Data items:
────────────────────
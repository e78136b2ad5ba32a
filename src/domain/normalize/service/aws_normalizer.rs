use std::collections::BTreeMap;

use crate::domain::common::model::{Provider, RawRecord, ResourceCostRecord};
use crate::errors::SchemaError;

use super::field_helpers::{
    check_invariants, optional_str, preserve_extras, required_amount, required_currency,
    required_str, required_str_any, required_timestamp,
};

pub const ACCOUNT: &str = "lineItem/UsageAccountId";
pub const PRODUCT_NAME: &str = "product/ProductName";
pub const PRODUCT_CODE: &str = "lineItem/ProductCode";
pub const RESOURCE_ID: &str = "lineItem/ResourceId";
pub const COST: &str = "lineItem/UnblendedCost";
pub const CURRENCY: &str = "lineItem/CurrencyCode";
pub const USAGE_START: &str = "lineItem/UsageStartDate";
pub const USAGE_END: &str = "lineItem/UsageEndDate";
pub const LINE_ITEM_TYPE: &str = "lineItem/LineItemType";

const RESOURCE_TAG_PREFIX: &str = "resourceTags/";

const KNOWN: [&str; 8] = [
    ACCOUNT,
    PRODUCT_NAME,
    RESOURCE_ID,
    COST,
    CURRENCY,
    USAGE_START,
    USAGE_END,
    LINE_ITEM_TYPE,
];

/// Maps one Cost and Usage Report line item.
pub fn normalize_aws(raw: &RawRecord) -> Result<ResourceCostRecord, SchemaError> {
    let p = Provider::Aws;

    let line_item_type = optional_str(raw, LINE_ITEM_TYPE);
    let is_credit = matches!(line_item_type.as_deref(), Some("Credit") | Some("Refund"));

    let mut tags = BTreeMap::new();
    let mut extras = RawRecord::new();
    for (key, value) in raw {
        match key.strip_prefix(RESOURCE_TAG_PREFIX) {
            Some(tag_key) => {
                let tag_key = tag_key.strip_prefix("user:").unwrap_or(tag_key);
                if let Some(v) = value.as_str().filter(|v| !v.trim().is_empty()) {
                    tags.insert(tag_key.to_string(), v.to_string());
                }
            }
            None => {
                extras.insert(key.clone(), value.clone());
            }
        }
    }
    preserve_extras(&extras, p, &KNOWN, &mut tags);

    // ProductCode is consumed as the service name when ProductName is absent.
    if optional_str(raw, PRODUCT_NAME).is_none() {
        tags.remove(&format!("{}:{}", p.tag_prefix(), PRODUCT_CODE));
    }

    check_invariants(ResourceCostRecord {
        provider: p,
        account_id: required_str(raw, p, ACCOUNT)?,
        service_name: required_str_any(raw, p, &[PRODUCT_NAME, PRODUCT_CODE])?,
        resource_id: optional_str(raw, RESOURCE_ID),
        amount: required_amount(raw, p, COST)?,
        currency: required_currency(raw, p, CURRENCY)?,
        period_start: required_timestamp(raw, p, USAGE_START)?,
        period_end: required_timestamp(raw, p, USAGE_END)?,
        tags,
        is_credit,
    })
}

#[cfg(test)]
mod tests {
    use super::*;
    use rust_decimal_macros::dec;
    use serde_json::json;

    fn line_item() -> RawRecord {
        json!({
            "lineItem/UsageAccountId": "111122223333",
            "product/ProductName": "Amazon Simple Storage Service",
            "lineItem/ProductCode": "AmazonS3",
            "lineItem/ResourceId": "arn:aws:s3:::reports-bucket",
            "lineItem/UnblendedCost": "10.00",
            "lineItem/CurrencyCode": "USD",
            "lineItem/UsageStartDate": "2026-09-01T00:00:00Z",
            "lineItem/UsageEndDate": "2026-09-01T01:00:00Z",
            "lineItem/LineItemType": "Usage",
            "lineItem/Operation": "PutObject",
            "resourceTags/user:environment": "prod",
            "resourceTags/user:project": ""
        })
        .as_object()
        .cloned()
        .unwrap()
    }

    #[test]
    fn maps_cur_columns() {
        let record = normalize_aws(&line_item()).unwrap();

        assert_eq!(record.account_id, "111122223333");
        assert_eq!(record.service_name, "Amazon Simple Storage Service");
        assert_eq!(record.resource_id.as_deref(), Some("arn:aws:s3:::reports-bucket"));
        assert_eq!(record.amount, dec!(10.00));
        assert!(!record.is_credit);
        assert_eq!(record.tags.get("environment").map(String::as_str), Some("prod"));
        assert!(!record.tags.contains_key("project"));
        assert_eq!(
            record.tags.get("aws:lineItem/Operation").map(String::as_str),
            Some("PutObject")
        );
        assert_eq!(
            record.tags.get("aws:lineItem/ProductCode").map(String::as_str),
            Some("AmazonS3")
        );
    }

    #[test]
    fn falls_back_to_product_code() {
        let mut raw = line_item();
        raw.remove(PRODUCT_NAME);
        let record = normalize_aws(&raw).unwrap();
        assert_eq!(record.service_name, "AmazonS3");
    }

    #[test]
    fn credits_may_be_negative() {
        let mut raw = line_item();
        raw.insert(COST.into(), json!("-4.50"));
        assert!(normalize_aws(&raw).is_err());

        raw.insert(LINE_ITEM_TYPE.into(), json!("Credit"));
        let record = normalize_aws(&raw).unwrap();
        assert!(record.is_credit);
        assert_eq!(record.amount, dec!(-4.50));
    }

    #[test]
    fn missing_end_is_rejected() {
        let mut raw = line_item();
        raw.remove(USAGE_END);
        let err = normalize_aws(&raw).unwrap_err();
        assert_eq!(err.field, USAGE_END);
    }
}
────────────────────
**What is needed:** Filter the entries by the string "Simple" and copy each matching line.

**Answer space:**
            "product/ProductName": "Amazon Simple Storage Service",
        assert_eq!(record.service_name, "Amazon Simple Storage Service");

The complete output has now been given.